Sunday, March 16, 2025

The forgotten country

Missionaries, non-profits and international aid projects come and go.  Many Haitians long for a visa and leave the first chance they get.  The rest live on and make the best of it. It’s a land of beauty and filth, chaos and disorder, kindness and tears, flooded with lovely humans and peppered with a few evil ones too.

Circa 2003.  I'm the one with the pick axe :).

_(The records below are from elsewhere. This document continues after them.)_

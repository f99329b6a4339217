//! Registration and login. Password storage uses `argon2` (salted,
//! memory-hard) rather than a bare fast hash.

use crate::error::ApiError;
use crate::persistence::{Db, UserRecord};
use argon2::password_hash::{rand_core::OsRng, PasswordHash, PasswordHasher, PasswordVerifier, SaltString};
use argon2::Argon2;

const MIN_PASSWORD_LEN: usize = 8;

fn hash_secret(secret: &str) -> Result<String, ApiError> {
    let salt = SaltString::generate(&mut OsRng);
    Argon2::default()
        .hash_password(secret.as_bytes(), &salt)
        .map(|h| h.to_string())
        .map_err(|e| ApiError::Internal(format!("password hashing failed: {e}")))
}

fn verify_secret(hash: &str, secret: &str) -> bool {
    let Ok(parsed) = PasswordHash::new(hash) else { return false };
    Argon2::default().verify_password(secret.as_bytes(), &parsed).is_ok()
}

pub async fn register(
    db: &Db,
    email: &str,
    username: &str,
    password: &str,
    security_question_index: u32,
    security_answer: &str,
) -> Result<UserRecord, ApiError> {
    if password.len() < MIN_PASSWORD_LEN {
        return Err(ApiError::PasswordTooShort);
    }
    if db.email_in_use(email).await? {
        return Err(ApiError::EmailInUse);
    }
    if db.username_in_use(username).await? {
        return Err(ApiError::UsernameInUse);
    }
    let password_hash = hash_secret(password)?;
    let answer_hash = hash_secret(&security_answer.to_lowercase())?;
    let user = db
        .create_user(email, username, &password_hash, security_question_index as i64, &answer_hash)
        .await?;
    Ok(user)
}

pub async fn login(db: &Db, email: &str, password: &str) -> Result<UserRecord, ApiError> {
    let user = db.find_user_by_email(email).await?.ok_or(ApiError::UnknownEmail)?;
    if user.suspended {
        return Err(ApiError::AccountSuspended);
    }
    if !verify_secret(&user.password_hash, password) {
        return Err(ApiError::InvalidCredentials);
    }
    Ok(user)
}

#[cfg(test)]
mod tests {
    use super::*;

    #[tokio::test]
    async fn register_then_login_round_trips() {
        let db = Db::connect_in_memory().await.unwrap();
        register(&db, "a@example.com", "alice", "hunter22", 0, "rex").await.unwrap();
        let user = login(&db, "a@example.com", "hunter22").await.unwrap();
        assert_eq!(user.username, "alice");
    }

    #[tokio::test]
    async fn login_rejects_wrong_password() {
        let db = Db::connect_in_memory().await.unwrap();
        register(&db, "a@example.com", "alice", "hunter22", 0, "rex").await.unwrap();
        let err = login(&db, "a@example.com", "wrong-password").await.unwrap_err();
        assert_eq!(err, ApiError::InvalidCredentials);
    }

    #[tokio::test]
    async fn register_rejects_short_password() {
        let db = Db::connect_in_memory().await.unwrap();
        let err = register(&db, "a@example.com", "alice", "short", 0, "rex").await.unwrap_err();
        assert_eq!(err, ApiError::PasswordTooShort);
    }

    #[tokio::test]
    async fn duplicate_email_is_rejected() {
        let db = Db::connect_in_memory().await.unwrap();
        register(&db, "a@example.com", "alice", "hunter22", 0, "rex").await.unwrap();
        let err = register(&db, "a@example.com", "alice2", "hunter22", 0, "rex").await.unwrap_err();
        assert_eq!(err, ApiError::EmailInUse);
    }
}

I first stepped foot on this island some 22 years ago.   I was young, naïve and optimistic.  I am no longer young and I hope not as naïve.  But optimistic?  Now there's a question.  I often find myself making mental lists of how I would fix this place.  Root out the corruption, focus on the basic needs of food, water and shelter, create systems to deal with the trash, sewage, drainage and water supply.  It could be such a beautiful country if not for the trash and deforestation.  The people could live longer, healthier and more comfortable lives if there was at least a minimum level of basic infrastructure.

So many have tried and mostly failed.   Most have left.  There are more paved roads, buildings and people than there were 22 years ago.  But the mountains of trash and filth have only grown. The government seems to have given up and gangs control the key centers of power.  It's been years since I passed through Port au Prince, once the economic center of the country and now treated as a leper colony – you could go there but there's a good chance you wouldn't return.

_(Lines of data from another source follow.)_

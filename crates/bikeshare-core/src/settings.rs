use clap::Parser;
use std::ffi::OsString;
use std::path::PathBuf;

/// Default number of raw rows shown per page.
pub const DEFAULT_PAGE_SIZE: usize = 10;

// ── Settings (CLI) ─────────────────────────────────────────────────────────────

/// Interactive exploration of US bikeshare trip data
#[derive(Parser, Debug, Clone)]
#[command(
    name = "bikeshare",
    about = "Interactive exploration of US bikeshare trip data",
    version
)]
pub struct Settings {
    /// Directory holding chicago.csv, new_york_city.csv and washington.csv
    #[arg(long)]
    pub data_dir: Option<PathBuf>,

    /// Logging level
    #[arg(long, default_value = "WARNING", value_parser = ["DEBUG", "INFO", "WARNING", "ERROR"])]
    pub log_level: String,

    /// Log file path (logs go to stderr when omitted)
    #[arg(long)]
    pub log_file: Option<PathBuf>,

    /// Enable debug logging
    #[arg(long)]
    pub debug: bool,

    /// Raw rows shown per page (1-100)
    #[arg(long, default_value = "10", value_parser = clap::value_parser!(u16).range(1..=100))]
    pub page_size: u16,
}

impl Settings {
    /// Parse the process arguments and apply derived overrides.
    pub fn load() -> Self {
        Self::load_from_args(std::env::args_os().collect())
    }

    /// Same as [`Settings::load`] but accepts an explicit argument list.
    pub fn load_from_args(args: Vec<OsString>) -> Self {
        Self::resolve(Settings::parse_from(args))
    }

    /// Fallible variant used where a usage error must not exit the process.
    pub fn try_load_from_args(args: Vec<OsString>) -> Result<Self, clap::Error> {
        Settings::try_parse_from(args).map(Self::resolve)
    }

    pub fn page_size(&self) -> usize {
        usize::from(self.page_size)
    }

    /// `--debug` overrides the log level.
    fn resolve(mut settings: Settings) -> Settings {
        if settings.debug {
            settings.log_level = "DEBUG".to_string();
        }
        settings
    }
}
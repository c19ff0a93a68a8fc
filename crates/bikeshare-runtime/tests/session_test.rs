//! Full interactive sessions over CSV files in a temporary directory.

use std::io::Cursor;

use bikeshare_runtime::core::error::BikeshareError;
use bikeshare_runtime::session::{DirectorySource, Session};
use tempfile::TempDir;

const CHICAGO: &str = "\
,Start Time,End Time,Trip Duration,Start Station,End Station,User Type,Gender,Birth Year
1423854,2017-06-23 15:09:32,2017-06-23 15:14:53,321,Wood St & Hubbard St,Damen Ave & Chicago Ave,Subscriber,Male,1992.0
955915,2017-05-25 18:19:03,2017-05-25 18:45:53,1610,Theater on the Lake,Sheffield Ave & Waveland Ave,Subscriber,Female,1992.0
9031,2017-01-04 08:27:49,2017-01-04 08:34:45,416,May St & Taylor St,Wood St & Taylor St,Subscriber,Male,1981.0
304487,2017-03-06 13:49:38,2017-03-06 13:55:28,350,Christiana Ave & Lawrence Ave,St. Louis Ave & Balmoral Ave,Subscriber,Male,1986.0
45207,2017-01-17 14:53:07,2017-01-17 15:02:01,534,Clark St & Randolph St,Desplaines St & Jackson Blvd,Subscriber,Male,1975.0
";

fn data_dir() -> TempDir {
    let dir = TempDir::new().unwrap();
    std::fs::write(dir.path().join("chicago.csv"), CHICAGO).unwrap();
    dir
}

fn run(dir: &TempDir, input: &str, page_size: usize) -> (Result<(), BikeshareError>, String) {
    let mut session = Session::new(
        Cursor::new(input.as_bytes().to_vec()),
        Vec::new(),
        DirectorySource::new(dir.path()),
        page_size,
    );
    let result = session.run();
    (result, String::from_utf8(session.into_output()).unwrap())
}

#[test]
fn test_january_report_for_chicago() {
    let dir = data_dir();
    let (result, out) = run(&dir, "Chicago\njanuary\nall\nno\nno\n", 10);
    result.unwrap();

    assert!(out.contains("We'll be exploring data from Chicago in month: January and on day: All"));
    assert!(out.contains("The most common month for rides: January"));
    // 2017-01-04 was a Wednesday and 2017-01-17 a Tuesday; tie → first seen.
    assert!(out.contains("The most common day for rides: Wednesday"));
    assert!(out.contains("Users spent a total of 0 days, 0 hours, 15 minutes, and 50 seconds riding."));
    assert!(out.contains("Users spent an average of 0 hours, 7 minutes, and 55 seconds on each trip."));
    assert!(out.contains("0 people did not specify their gender."));
    assert!(out.contains("The most recent birth year on record is 1981."));
    assert_eq!(out.matches("This took ").count(), 4);
}

#[test]
fn test_invalid_answers_are_reprompted() {
    let dir = data_dir();
    let (result, out) = run(&dir, "paris\nchicago\ndecember\nall\nfri\nall\nno\nmaybe\nno\n", 10);
    result.unwrap();
    assert!(out.contains("\"paris\" is not a valid city."));
    assert!(out.contains("\"december\" is not a valid month."));
    assert!(out.contains("\"fri\" is not a valid day."));
    assert!(out.contains("Your input must be yes or no."));
}

#[test]
fn test_raw_rows_page_through_file() {
    let dir = data_dir();
    let (result, out) = run(&dir, "chicago\nall\nall\nyes\nyes\nyes\nno\n", 2);
    result.unwrap();
    assert!(out.contains("Would you like to see the first 2 rows of data?"));
    assert!(out.contains("Birth Year"));
    assert!(out.contains("Theater on the Lake"));
    assert!(out.contains("Clark St & Randolph St"));
    assert!(out.contains("There are no more rows to show."));
}

#[test]
fn test_missing_city_file_is_fatal() {
    let dir = data_dir();
    let (result, _) = run(&dir, "washington\nall\nall\n", 10);
    assert!(matches!(result, Err(BikeshareError::FileRead { .. })));
}
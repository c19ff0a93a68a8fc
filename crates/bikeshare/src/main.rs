mod bootstrap;

use anyhow::Result;
use bikeshare_core::settings::Settings;
use bikeshare_runtime::session::{DirectorySource, Session};

fn main() -> Result<()> {
    let settings = Settings::load();

    bootstrap::setup_logging(&settings.log_level, settings.log_file.as_ref())?;

    tracing::info!("Bikeshare explorer v{} starting", env!("CARGO_PKG_VERSION"));

    let data_dir = bootstrap::resolve_data_dir(settings.data_dir.as_deref())?;
    tracing::info!(
        "Data directory: {}, page size: {}",
        data_dir.display(),
        settings.page_size()
    );

    let stdin = std::io::stdin();
    let stdout = std::io::stdout();
    let mut session = Session::new(
        stdin.lock(),
        stdout.lock(),
        DirectorySource::new(data_dir),
        settings.page_size(),
    );
    session.run()?;

    tracing::info!("Session finished");
    Ok(())
}
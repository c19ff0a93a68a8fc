//! Analysis pipeline.
//!
//! Runs the four reporters over one filtered table and records how long each
//! took, returning an [`AnalysisResult`] ready for the presentation layer.

use std::time::{Duration, Instant};

use bikeshare_core::models::FilterSelection;
use tracing::debug;

use crate::filter::FilteredTable;
use crate::reporters::{
    duration_stats, station_stats, time_stats, user_stats, DurationStats, StationStats, TimeStats,
    UserStats,
};

// ── Public types ──────────────────────────────────────────────────────────────

/// A report together with the wall-clock time spent computing it.
#[derive(Debug, Clone)]
pub struct Timed<T> {
    pub value: T,
    pub elapsed: Duration,
}

impl<T> Timed<T> {
    pub fn measure(f: impl FnOnce() -> T) -> Self {
        let start = Instant::now();
        let value = f();
        Self {
            value,
            elapsed: start.elapsed(),
        }
    }
}

/// The complete output of [`analyze`].
#[derive(Debug, Clone)]
pub struct AnalysisResult {
    pub selection: FilterSelection,
    /// Rows that survived the filter.
    pub rows_matched: usize,
    pub time: Timed<TimeStats>,
    pub stations: Timed<StationStats>,
    pub durations: Timed<DurationStats>,
    pub users: Timed<UserStats>,
}

impl AnalysisResult {
    pub fn is_empty(&self) -> bool {
        self.rows_matched == 0
    }
}

// ── Public function ───────────────────────────────────────────────────────────

/// Run every reporter over `table`.
pub fn analyze(table: &FilteredTable<'_>, selection: FilterSelection) -> AnalysisResult {
    let time = Timed::measure(|| time_stats(table));
    let stations = Timed::measure(|| station_stats(table));
    let durations = Timed::measure(|| duration_stats(table));
    let users = Timed::measure(|| user_stats(table, selection.city));

    debug!(
        "Analysis of {} rows took {:?} / {:?} / {:?} / {:?}",
        table.len(),
        time.elapsed,
        stations.elapsed,
        durations.elapsed,
        users.elapsed
    );

    AnalysisResult {
        selection,
        rows_matched: table.len(),
        time,
        stations,
        durations,
        users,
    }
}
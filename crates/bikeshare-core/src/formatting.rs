use crate::time_utils::{DayClock, HourClock};

/// Format an integer count with thousands separators.
///
/// # Examples
///
/// ```
/// use bikeshare_core::formatting::format_count;
///
/// assert_eq!(format_count(0), "0");
/// assert_eq!(format_count(1234), "1,234");
/// assert_eq!(format_count(1_234_567), "1,234,567");
/// ```
pub fn format_count(value: u64) -> String {
    group_thousands(&value.to_string())
}

/// Calculate `(part / whole) * 100`, rounded to `decimal_places`.
///
/// Returns `0.0` if `whole` is zero.
///
/// # Examples
///
/// ```
/// use bikeshare_core::formatting::percentage;
///
/// assert!((percentage(50, 200, 1) - 25.0).abs() < 1e-9);
/// assert_eq!(percentage(3, 0, 2), 0.0);
/// ```
pub fn percentage(part: u64, whole: u64, decimal_places: u32) -> f64 {
    if whole == 0 {
        return 0.0;
    }
    let raw = (part as f64 / whole as f64) * 100.0;
    let factor = 10_f64.powi(decimal_places as i32);
    (raw * factor).round() / factor
}

/// `"12 days, 3 hours, 4 minutes, and 5 seconds"`.
pub fn format_day_clock(clock: &DayClock) -> String {
    format!(
        "{} {}, {} {}, {} {}, and {} {}",
        format_count(clock.days),
        plural(clock.days, "day"),
        clock.hours,
        plural(clock.hours, "hour"),
        clock.minutes,
        plural(clock.minutes, "minute"),
        clock.seconds,
        plural(clock.seconds, "second"),
    )
}

/// `"0 hours, 15 minutes, and 36 seconds"`.
pub fn format_hour_clock(clock: &HourClock) -> String {
    format!(
        "{} {}, {} {}, and {} {}",
        clock.hours,
        plural(clock.hours, "hour"),
        clock.minutes,
        plural(clock.minutes, "minute"),
        clock.seconds,
        plural(clock.seconds, "second"),
    )
}

/// Twelve-hour label for an hour of day, e.g. `17` → `"5 PM"`.
pub fn format_hour_of_day(hour: u32) -> String {
    let suffix = if hour < 12 { "AM" } else { "PM" };
    let twelve = match hour % 12 {
        0 => 12,
        h => h,
    };
    format!("{} {}", twelve, suffix)
}

// ── Internal helpers ──────────────────────────────────────────────────────────

fn plural(n: u64, unit: &str) -> String {
    if n == 1 {
        unit.to_string()
    } else {
        format!("{}s", unit)
    }
}

/// Insert commas every three digits from the right of an integer string.
fn group_thousands(s: &str) -> String {
    if s.len() <= 3 {
        return s.to_string();
    }
    let remainder = s.len() % 3;
    let mut result = String::with_capacity(s.len() + s.len() / 3);
    for (i, c) in s.chars().enumerate() {
        if i != 0 && i % 3 == remainder {
            result.push(',');
        }
        result.push(c);
    }
    result
}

A recently completed well.

I've been working in Haiti full-time since 2012 traipsing up and down mountains in search of water and ways to get it to the people.  I've trained a few engineers over the years who I hope are making a difference wherever they're planted.  Staring at a blinking courser now wondering if its all been worth it.  Each trip seems to exhaust me more and more.  Burnt to a crisp, starving and so tired that I seem to be able to sleep anywhere and at any hour – I can't seem to get back to Miami fast enough.

Fritz and I a few days ago

Give a man a fish and he eats for a day.  But teach him to fish and he eats for a lifetime.  This has been my mantra since day one.  But without a school, resources or more than a couple students at a time its hard to see any progress.  I still travel on moto taxis, sleep in cheap hotels and splurge for AC whenever I can. International donors spend upwards of $100 million a year on water projects in Haiti and few projects function more a few months.  The only water system in Haiti that functions 24/7 is Pignon where we spent $50,000 to put in a few valves and water meters.  Its been a fight every day, but it's been going strong now for 6 years.
Typical Haitian fare.
Like so many before me, it would be easier to leave this place behind.  But forget it? Never.